EXTRACTED INFORMATION:
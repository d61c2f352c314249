//! Incremental piece-choice search over a combination tree.

use crate::frame::AffineFrame;
use crate::piece::Piece;
use crate::shape::PieceShape;

use super::combination::CombinationSearch;
use super::types::{SearchCfg, SearchError, SearchStatus};

/// Finds a depth-limited sequence of candidates whose shapes, chained
/// end-to-start after the world pieces, never overlap anything earlier.
///
/// Each `step` validates only the newest chain element; earlier elements were
/// validated by earlier steps. Callers may step once per tick or block with
/// `step_until_choice_found`.
#[derive(Debug)]
pub struct ChoiceEngine<P> {
    cfg: SearchCfg,
    session: Option<Session<P>>,
}

/// One search over a fixed world snapshot and candidate list.
#[derive(Debug)]
struct Session<P> {
    world: Vec<PieceShape>,
    candidates: Vec<P>,
    search: CombinationSearch,
    impossible: bool,
}

impl<P> Default for ChoiceEngine<P> {
    fn default() -> Self {
        Self::new(SearchCfg::default())
    }
}

impl<P> ChoiceEngine<P> {
    pub fn new(cfg: SearchCfg) -> Self {
        Self { cfg, session: None }
    }

    #[inline]
    pub fn cfg(&self) -> &SearchCfg {
        &self.cfg
    }

    /// Start a new session, discarding any in-progress one.
    ///
    /// `world` is oldest-first; `candidates` is in preference order. Fails when
    /// there are no candidates or `depth == 0`.
    pub fn reset(
        &mut self,
        world: Vec<PieceShape>,
        candidates: Vec<P>,
        depth: usize,
    ) -> Result<(), SearchError> {
        let search = CombinationSearch::with_cap(candidates.len(), depth, self.cfg.backtrack_cap)?;
        self.session = Some(Session {
            world,
            candidates,
            search,
            impossible: false,
        });
        Ok(())
    }

    /// `NotYetFound` before the first reset.
    pub fn status(&self) -> SearchStatus {
        self.session
            .as_ref()
            .map_or(SearchStatus::NotYetFound, Session::status)
    }

    #[inline]
    pub fn has_found_choice(&self) -> bool {
        self.status() == SearchStatus::Found
    }

    #[inline]
    pub fn is_impossible(&self) -> bool {
        self.status() == SearchStatus::Exhausted
    }

    /// Current choice vector of the session, if any.
    pub fn state(&self) -> Option<&[isize]> {
        self.session.as_ref().map(|s| s.search.state())
    }

    /// First piece of the solved chain: the next piece to place.
    pub fn choice_prototype(&self) -> Result<&P, SearchError> {
        let session = self.session.as_ref().ok_or(SearchError::NotReset)?;
        match session.status() {
            SearchStatus::Found => {
                let first = session.search.state()[0] as usize;
                Ok(&session.candidates[first])
            }
            other => Err(SearchError::NoChoice(other)),
        }
    }
}

impl<P: Piece> ChoiceEngine<P> {
    /// Evaluate the deepest assigned candidate once.
    ///
    /// A no-op returning the terminal status once the session is finished.
    pub fn step(&mut self) -> Result<SearchStatus, SearchError> {
        self.session.as_mut().ok_or(SearchError::NotReset)?.step()
    }

    /// Step until `Found` or `Exhausted`, bounded by `cfg.step_cap`.
    pub fn step_until_choice_found(&mut self) -> Result<SearchStatus, SearchError> {
        let cap = self.cfg.step_cap;
        let session = self.session.as_mut().ok_or(SearchError::NotReset)?;
        for _ in 0..cap {
            let status = session.step()?;
            if status.is_terminal() {
                return Ok(status);
            }
        }
        Err(SearchError::IterationCap {
            cap,
            during: "searching for a choice",
        })
    }

    /// Candidate shapes of the current assignment, aligned after the world pieces.
    pub fn candidate_chain(&self) -> Result<Vec<PieceShape>, SearchError> {
        let session = self.session.as_ref().ok_or(SearchError::NotReset)?;
        Ok(session.aligned_candidates())
    }
}

impl<P> Session<P> {
    fn status(&self) -> SearchStatus {
        if self.impossible {
            SearchStatus::Exhausted
        } else {
            self.search.status()
        }
    }

    /// End of the newest world piece, or the origin for an empty world.
    fn chain_start(&self) -> AffineFrame {
        self.world
            .last()
            .map_or_else(AffineFrame::identity, |s| *s.end())
    }
}

impl<P: Piece> Session<P> {
    fn step(&mut self) -> Result<SearchStatus, SearchError> {
        let status = self.status();
        if status.is_terminal() {
            return Ok(status);
        }
        let next = if self.newest_overlaps() {
            self.search.step_invalid()?
        } else {
            self.search.step_valid()?
        };
        if next == SearchStatus::Exhausted {
            self.impossible = true;
        }
        Ok(next)
    }

    fn aligned_candidates(&self) -> Vec<PieceShape> {
        let mut at = self.chain_start();
        let mut out = Vec::with_capacity(self.search.depth());
        for idx in self.search.assigned() {
            let shape = self.candidates[idx].shape().translated_copy(&at);
            at = *shape.end();
            out.push(shape);
        }
        out
    }

    fn newest_overlaps(&self) -> bool {
        let aligned = self.aligned_candidates();
        match aligned.split_last() {
            Some((newest, earlier)) => self
                .world
                .iter()
                .chain(earlier)
                .any(|other| newest.overlaps(other)),
            None => false,
        }
    }
}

TASK PROMPT: Referring to the material above, set down exactly the lines between the line with "Ok(session.aligned_candidates())" and the line with "for idx in self.search.assigned()", inclusive, and no other lines.

EXERCISE RESPONSE:
        Ok(session.aligned_candidates())
    }
}

impl<P> Session<P> {
    fn status(&self) -> SearchStatus {
        if self.impossible {
            SearchStatus::Exhausted
        } else {
            self.search.status()
        }
    }

    /// End of the newest world piece, or the origin for an empty world.
    fn chain_start(&self) -> AffineFrame {
        self.world
            .last()
            .map_or_else(AffineFrame::identity, |s| *s.end())
    }
}

impl<P: Piece> Session<P> {
    fn step(&mut self) -> Result<SearchStatus, SearchError> {
        let status = self.status();
        if status.is_terminal() {
            return Ok(status);
        }
        let next = if self.newest_overlaps() {
            self.search.step_invalid()?
        } else {
            self.search.step_valid()?
        };
        if next == SearchStatus::Exhausted {
            self.impossible = true;
        }
        Ok(next)
    }

    fn aligned_candidates(&self) -> Vec<PieceShape> {
        let mut at = self.chain_start();
        let mut out = Vec::with_capacity(self.search.depth());
        for idx in self.search.assigned() {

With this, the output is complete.